Dear Friends, I recently spent a couple weeks with Namati’s right to health team in Mozambique. I’d like to share three practices that team has evolved to deepen their impact. I think these could have relevance for legal empowerment groups working in any sector, from land to legal identity to gender based violence. I would love to hear from network members: do your programs already employ strategies like these? Or could these be usefully adapted to enhance your work?

1) Regular and randomized quality control

Every month, “program officers” (who each supervise about 8 paralegals, known as defensoros de saude) randomly select 2 or 3 cases (salesforce does the random selection) and, for those cases, program officer reviews the file, discusses the case with the paralegal who handled it, and interviews the client.
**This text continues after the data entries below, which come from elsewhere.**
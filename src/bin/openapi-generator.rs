use coaching_matrix::services::documentation::ApiDoc;
use utoipa::OpenApi;

fn main() -> Result<(), serde_json::Error> {
    let doc = ApiDoc::openapi();
    println!("{}", doc.to_pretty_json()?);
    Ok(())
}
Program officer asks the client things like: were you satisfied with the way your case was handled? Were you satisfied with the outcome? Did you learn anything in the process? How can we do better?

This keeps the paralegals on their toes and keeps us all in touch with the direct experience of our clients. I could imagine some version of this working well in many paralegal programs.
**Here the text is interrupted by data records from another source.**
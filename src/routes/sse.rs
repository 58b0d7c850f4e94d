use std::convert::Infallible;

use axum::{Router, extract::State, response::sse::Sse, routing::get};
use futures::Stream;
use tracing::info;

use crate::{services::sse_service, state::SharedState};

#[utoipa::path(
    get,
    path = "/sse/view",
    tag = "sse",
    responses((status = 200, description = "Matrix view stream", content_type = "text/event-stream", body = String))
)]
/// Stream the matrix view, starting with a handshake and the current view.
pub async fn view_stream(
    State(state): State<SharedState>,
) -> Sse<impl Stream<Item = Result<axum::response::sse::Event, Infallible>>> {
    let (initial, receiver) = sse_service::subscribe_view(&state).await;
    info!("New view SSE connection");
    sse_service::to_sse_stream(initial, receiver)
}

/// Configure the SSE endpoints.
pub fn router() -> Router<SharedState> {
    Router::<SharedState>::new().route("/sse/view", get(view_stream))
}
2) Quarterly reports to government.

Every quarter, the team submits a report to the health ministry leadership at district, provincial, and national levels. The report provides highlights from the case data, describes patterns that the team is seeing, raises issues that need to be addressed. (For example, alerting officials that we’ve seen a particular health protocol implemented incorrectly in multiple clinics). The team usually follows up the report with an in-person meeting.

This keeps the government informed of our work, and sets up a regular opportunity to “turn the wheel” from grassroots experience to systemic change.
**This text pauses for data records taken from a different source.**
use axum::{
    Json, Router,
    extract::State,
    routing::{get, post},
};
use axum_valid::Valid;

use crate::{
    dto::participant::{ChooseNameRequest, ParticipantResponse, PreviewRequest},
    error::AppError,
    services::participant_service,
    state::SharedState,
};

/// Local participant endpoints.
pub fn router() -> Router<SharedState> {
    Router::new()
        .route("/participant", get(get_participant))
        .route("/participant/name", post(choose_name))
        .route("/participant/preview", post(place_preview))
        .route("/participant/submit", post(submit))
}

/// Return the participant's identity, phase and own marker.
#[utoipa::path(
    get,
    path = "/participant",
    tag = "participant",
    responses((status = 200, description = "Current participant", body = ParticipantResponse))
)]
pub async fn get_participant(State(state): State<SharedState>) -> Json<ParticipantResponse> {
    Json(participant_service::get_participant(&state).await)
}

/// Choose the participant's display name.
#[utoipa::path(
    post,
    path = "/participant/name",
    tag = "participant",
    request_body = ChooseNameRequest,
    responses(
        (status = 200, description = "Name chosen", body = ParticipantResponse),
        (status = 400, description = "Invalid name")
    )
)]
pub async fn choose_name(
    State(state): State<SharedState>,
    Valid(Json(body)): Valid<Json<ChooseNameRequest>>,
) -> Result<Json<ParticipantResponse>, AppError> {
    Ok(Json(
        participant_service::choose_name(&state, &body.name).await?,
    ))
}

/// Move the unsubmitted marker.
#[utoipa::path(
    post,
    path = "/participant/preview",
    tag = "participant",
    request_body = PreviewRequest,
    responses(
        (status = 200, description = "Preview moved", body = ParticipantResponse),
        (status = 409, description = "Markers cannot be moved in the current phase")
    )
)]
pub async fn place_preview(
    State(state): State<SharedState>,
    Valid(Json(body)): Valid<Json<PreviewRequest>>,
) -> Result<Json<ParticipantResponse>, AppError> {
    Ok(Json(
        participant_service::place_preview(&state, body.x, body.y).await?,
    ))
}

/// Submit the preview marker.
#[utoipa::path(
    post,
    path = "/participant/submit",
    tag = "participant",
    responses(
        (status = 200, description = "Placement submitted", body = ParticipantResponse),
        (status = 409, description = "Nothing to submit in the current phase"),
        (status = 503, description = "Session store unavailable")
    )
)]
pub async fn submit(State(state): State<SharedState>) -> Result<Json<ParticipantResponse>, AppError> {
    Ok(Json(participant_service::submit(&state).await?))
}
use axum::Router;
use utoipa::OpenApi;
use utoipa_swagger_ui::SwaggerUi;

use crate::{services::documentation::ApiDoc, state::SharedState};

/// Swagger UI at `/docs`, serving the document at `/api-doc/openapi.json`.
pub fn router() -> Router<SharedState> {
    SwaggerUi::new("/docs")
        .url("/api-doc/openapi.json", ApiDoc::openapi())
        .into()
}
It is in part because of this regular reporting that we were asked to help draft a policy for the “humanization” of health services.

Would it be useful for paralegals in India do similar regular reports to the Ministry of Environment in the districts and states where we work? What about Sierra Leone? Citizenship paralegals? Organizations proecting community land rights reporting to ministries of land? Perhaps less relevant in places like Myanmar, where legal empowerment work is more under the radar?

3) Vitalizing Village Health Committees, and a dynamic conception of paralegal catchment size.

In principle, village health committees are a structure by which community members can take part in the governance of their health services. But in Mozambique, as in many countries, the committees have largely existed in name only. Defensoros have vitalized these committees-- ensuring that empty seats are filled with committed individuals, educating committee members about the full scope of their role and about the details of health policy. These committee members become our super-clients-- initiating many cases, and taking part in regular dialogue and advocacy with the health ministry.

In our best sites, these committees wonderfully embody the ideals of public spiritedness and citizen empowerment. As the committees become strong, the paralegals have come to play a smaller role, in turn allowing the paralegals to increase their catchment size to include another health facility. If we can reproduce this dynamic-- where paralegals reduce the intensity of their engagement and increase their catchment size over time-- it makes scale-up more plausible and less costly.

These committees are akin to the land management committees that our community land protection partners engage, or to “school management committees” in the education context… I’m curious as to whether there might be some useful learning between legal empowerment efforts across sectors, about what it takes to turn nominal structures into active, empowered governance institutions.